Without omitting anything, retype the data that follows.
--- Material to process Enclosed Below ---
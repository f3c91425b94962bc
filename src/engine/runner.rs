//! Process execution seam for engine CLI commands.
//!
//! The queries never spawn processes directly. They go through
//! [`CommandRunner`], which keeps them testable without a live engine.

use std::future::Future;
use std::pin::Pin;
use std::process::Stdio;

use tokio::process::Command;

use super::context::{CommandContext, ContextError};
use crate::error::CommandError;

/// Boxed future type returned by [`CommandRunner::run`].
pub type RunFuture<'a> = Pin<Box<dyn Future<Output = Result<(), CommandError>> + Send + 'a>>;

/// Boxed future type returned by [`CommandRunner::combined_output`].
pub type OutputFuture<'a> =
    Pin<Box<dyn Future<Output = Result<Vec<u8>, CommandError>> + Send + 'a>>;

/// Behaviour required to invoke the container engine CLI.
pub trait CommandRunner {
    /// The engine program every command is issued against.
    fn program(&self) -> &str;

    /// Run the program with `args`, discarding output and checking only the
    /// exit status.
    fn run(&self, ctx: &CommandContext, args: &[String]) -> RunFuture<'_>;

    /// Run the program with `args` and capture stdout followed by stderr.
    fn combined_output(&self, ctx: &CommandContext, args: &[String]) -> OutputFuture<'_>;
}

/// [`CommandRunner`] backed by real child processes.
#[derive(Debug, Clone, PartialEq, Eq)]
pub struct SystemCommandRunner {
    program: String,
}

impl SystemCommandRunner {
    /// Create a runner for `program`, resolved through `PATH` when bare.
    #[must_use]
    pub fn new(program: impl Into<String>) -> Self {
        Self {
            program: program.into(),
        }
    }
}

impl CommandRunner for SystemCommandRunner {
    fn program(&self) -> &str {
        &self.program
    }

    fn run(&self, ctx: &CommandContext, args: &[String]) -> RunFuture<'_> {
        let ctx_owned = ctx.clone();
        let args_owned = args.to_vec();
        Box::pin(async move {
            execute(&self.program, &ctx_owned, &args_owned, Capture::Discard)
                .await
                .map(|_| ())
        })
    }

    fn combined_output(&self, ctx: &CommandContext, args: &[String]) -> OutputFuture<'_> {
        let ctx_owned = ctx.clone();
        let args_owned = args.to_vec();
        Box::pin(async move {
            execute(&self.program, &ctx_owned, &args_owned, Capture::Combined).await
        })
    }
}

#[derive(Debug, Clone, Copy, PartialEq, Eq)]
enum Capture {
    Discard,
    Combined,
}

/// Render a program and its arguments for diagnostics.
#[must_use]
pub fn render_command(program: &str, args: &[String]) -> String {
    std::iter::once(program)
        .chain(args.iter().map(String::as_str))
        .collect::<Vec<_>>()
        .join(" ")
}

fn stopped(reason: ContextError, command: String) -> CommandError {
    match reason {
        ContextError::Cancelled => CommandError::Cancelled { command },
        ContextError::DeadlineExceeded => CommandError::DeadlineExceeded { command },
    }
}

async fn execute(
    program: &str,
    ctx: &CommandContext,
    args: &[String],
    capture: Capture,
) -> Result<Vec<u8>, CommandError> {
    let command = render_command(program, args);
    if let Some(reason) = ctx.err() {
        return Err(stopped(reason, command));
    }

    let mut child_command = Command::new(program);
    child_command
        .args(args)
        .stdin(Stdio::null())
        .kill_on_drop(true);
    match capture {
        Capture::Discard => child_command.stdout(Stdio::null()).stderr(Stdio::null()),
        Capture::Combined => child_command.stdout(Stdio::piped()).stderr(Stdio::piped()),
    };

    tracing::debug!(command = %command, "spawning engine command");
    let child = child_command
        .spawn()
        .map_err(|error| CommandError::SpawnFailed {
            command: command.clone(),
            message: error.to_string(),
        })?;

    // Dropping the child on the losing branch kills it.
    let output = tokio::select! {
        reason = ctx.done() => {
            tracing::debug!(command = %command, ?reason, "engine command stopped");
            return Err(stopped(reason, command));
        }
        output = child.wait_with_output() => output.map_err(|error| CommandError::SpawnFailed {
            command: command.clone(),
            message: error.to_string(),
        })?,
    };

    let mut combined = output.stdout;
    combined.extend_from_slice(&output.stderr);
    tracing::debug!(
        command = %command,
        status = %output.status,
        bytes = combined.len(),
        "engine command finished"
    );

    if output.status.success() {
        Ok(combined)
    } else {
        Err(CommandError::Failed {
            command,
            status: output.status.to_string(),
            output: String::from_utf8_lossy(&combined).into_owned(),
        })
    }
}
//! Command-line argument definitions for engine-info.

use camino::Utf8PathBuf;
use clap::{Parser, Subcommand};

/// Command-line interface for engine-info.
#[derive(Debug, Parser)]
#[command(name = "engine-info")]
#[command(
    author,
    version,
    about = "Report the active context and CPU capacity of the local container engine"
)]
pub struct Cli {
    /// Subcommand to execute.
    #[command(subcommand)]
    pub command: Commands,

    /// Path to configuration file.
    #[arg(long, global = true)]
    pub config: Option<Utf8PathBuf>,

    /// Engine program to invoke (defaults to `docker`).
    #[arg(long, global = true)]
    pub engine_command: Option<String>,

    /// Seconds each engine probe may run before it is reported as hung.
    #[arg(long, global = true)]
    pub probe_timeout_secs: Option<u64>,

    /// Emit debug logging to stderr.
    #[arg(short, long, global = true)]
    pub verbose: bool,
}

/// Available subcommands.
#[derive(Debug, Clone, Copy, PartialEq, Eq, Subcommand)]
pub enum Commands {
    /// Print the name of the active engine context.
    Context,

    /// Print the number of CPU cores the engine reports.
    Ncpu,

    /// Print both the context name and the CPU count.
    Report,
}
--- End of Enclosed Material to process ---
• **Result**
repository f3c91425b94962bc
filename src/engine/runner.rs
//! Process execution seam for engine CLI commands.
//!
//! The queries never spawn processes directly. They go through
//! [`CommandRunner`], which keeps them testable without a live engine.

use std::future::Future;
use std::pin::Pin;
use std::process::Stdio;

use tokio::process::Command;

use super::context::{CommandContext, ContextError};
use crate::error::CommandError;

/// Boxed future type returned by [`CommandRunner::run`].
pub type RunFuture<'a> = Pin<Box<dyn Future<Output = Result<(), CommandError>> + Send + 'a>>;

/// Boxed future type returned by [`CommandRunner::combined_output`].
pub type OutputFuture<'a> =
    Pin<Box<dyn Future<Output = Result<Vec<u8>, CommandError>> + Send + 'a>>;

/// Behaviour required to invoke the container engine CLI.
pub trait CommandRunner {
    /// The engine program every command is issued against.
    fn program(&self) -> &str;

    /// Run the program with `args`, discarding output and checking only the
    /// exit status.
    fn run(&self, ctx: &CommandContext, args: &[String]) -> RunFuture<'_>;

    /// Run the program with `args` and capture stdout followed by stderr.
    fn combined_output(&self, ctx: &CommandContext, args: &[String]) -> OutputFuture<'_>;
}

/// [`CommandRunner`] backed by real child processes.
#[derive(Debug, Clone, PartialEq, Eq)]
pub struct SystemCommandRunner {
    program: String,
}

impl SystemCommandRunner {
    /// Create a runner for `program`, resolved through `PATH` when bare.
    #[must_use]
    pub fn new(program: impl Into<String>) -> Self {
        Self {
            program: program.into(),
        }
    }
}

impl CommandRunner for SystemCommandRunner {
    fn program(&self) -> &str {
        &self.program
    }

    fn run(&self, ctx: &CommandContext, args: &[String]) -> RunFuture<'_> {
        let ctx_owned = ctx.clone();
        let args_owned = args.to_vec();
        Box::pin(async move {
            execute(&self.program, &ctx_owned, &args_owned, Capture::Discard)
                .await
                .map(|_| ())
        })
    }

    fn combined_output(&self, ctx: &CommandContext, args: &[String]) -> OutputFuture<'_> {
        let ctx_owned = ctx.clone();
        let args_owned = args.to_vec();
        Box::pin(async move {
            execute(&self.program, &ctx_owned, &args_owned, Capture::Combined).await
        })
    }
}

#[derive(Debug, Clone, Copy, PartialEq, Eq)]
enum Capture {
    Discard,
    Combined,
}

/// Render a program and its arguments for diagnostics.
#[must_use]
pub fn render_command(program: &str, args: &[String]) -> String {
    std::iter::once(program)
        .chain(args.iter().map(String::as_str))
        .collect::<Vec<_>>()
        .join(" ")
}

fn stopped(reason: ContextError, command: String) -> CommandError {
    match reason {
        ContextError::Cancelled => CommandError::Cancelled { command },
        ContextError::DeadlineExceeded => CommandError::DeadlineExceeded { command },
    }
}

async fn execute(
    program: &str,
    ctx: &CommandContext,
    args: &[String],
    capture: Capture,
) -> Result<Vec<u8>, CommandError> {
    let command = render_command(program, args);
    if let Some(reason) = ctx.err() {
        return Err(stopped(reason, command));
    }

    let mut child_command = Command::new(program);
    child_command
        .args(args)
        .stdin(Stdio::null())
        .kill_on_drop(true);
    match capture {
        Capture::Discard => child_command.stdout(Stdio::null()).stderr(Stdio::null()),
        Capture::Combined => child_command.stdout(Stdio::piped()).stderr(Stdio::piped()),
    };

    tracing::debug!(command = %command, "spawning engine command");
    let child = child_command
        .spawn()
        .map_err(|error| CommandError::SpawnFailed {
            command: command.clone(),
            message: error.to_string(),
        })?;

    // Dropping the child on the losing branch kills it.
    let output = tokio::select! {
        reason = ctx.done() => {
            tracing::debug!(command = %command, ?reason, "engine command stopped");
            return Err(stopped(reason, command));
        }
        output = child.wait_with_output() => output.map_err(|error| CommandError::SpawnFailed {
            command: command.clone(),
            message: error.to_string(),
        })?,
    };

    let mut combined = output.stdout;
    combined.extend_from_slice(&output.stderr);
    tracing::debug!(
        command = %command,
        status = %output.status,
        bytes = combined.len(),
        "engine command finished"
    );

    if output.status.success() {
        Ok(combined)
    } else {
        Err(CommandError::Failed {
            command,
            status: output.status.to_string(),
            output: String::from_utf8_lossy(&combined).into_owned(),
        })
    }
}
//! Command-line argument definitions for engine-info.

use camino::Utf8PathBuf;
use clap::{Parser, Subcommand};

/// Command-line interface for engine-info.
#[derive(Debug, Parser)]
#[command(name = "engine-info")]
#[command(
    author,
    version,
    about = "Report the active context and CPU capacity of the local container engine"
)]
pub struct Cli {
    /// Subcommand to execute.
    #[command(subcommand)]
    pub command: Commands,

    /// Path to configuration file.
    #[arg(long, global = true)]
    pub config: Option<Utf8PathBuf>,

    /// Engine program to invoke (defaults to `docker`).
    #[arg(long, global = true)]
    pub engine_command: Option<String>,

    /// Seconds each engine probe may run before it is reported as hung.
    #[arg(long, global = true)]
    pub probe_timeout_secs: Option<u64>,

    /// Emit debug logging to stderr.
    #[arg(short, long, global = true)]
    pub verbose: bool,
}

/// Available subcommands.
#[derive(Debug, Clone, Copy, PartialEq, Eq, Subcommand)]
pub enum Commands {
    /// Print the name of the active engine context.
    Context,

    /// Print the number of CPU cores the engine reports.
    Ncpu,

    /// Print both the context name and the CPU count.
    Report,
}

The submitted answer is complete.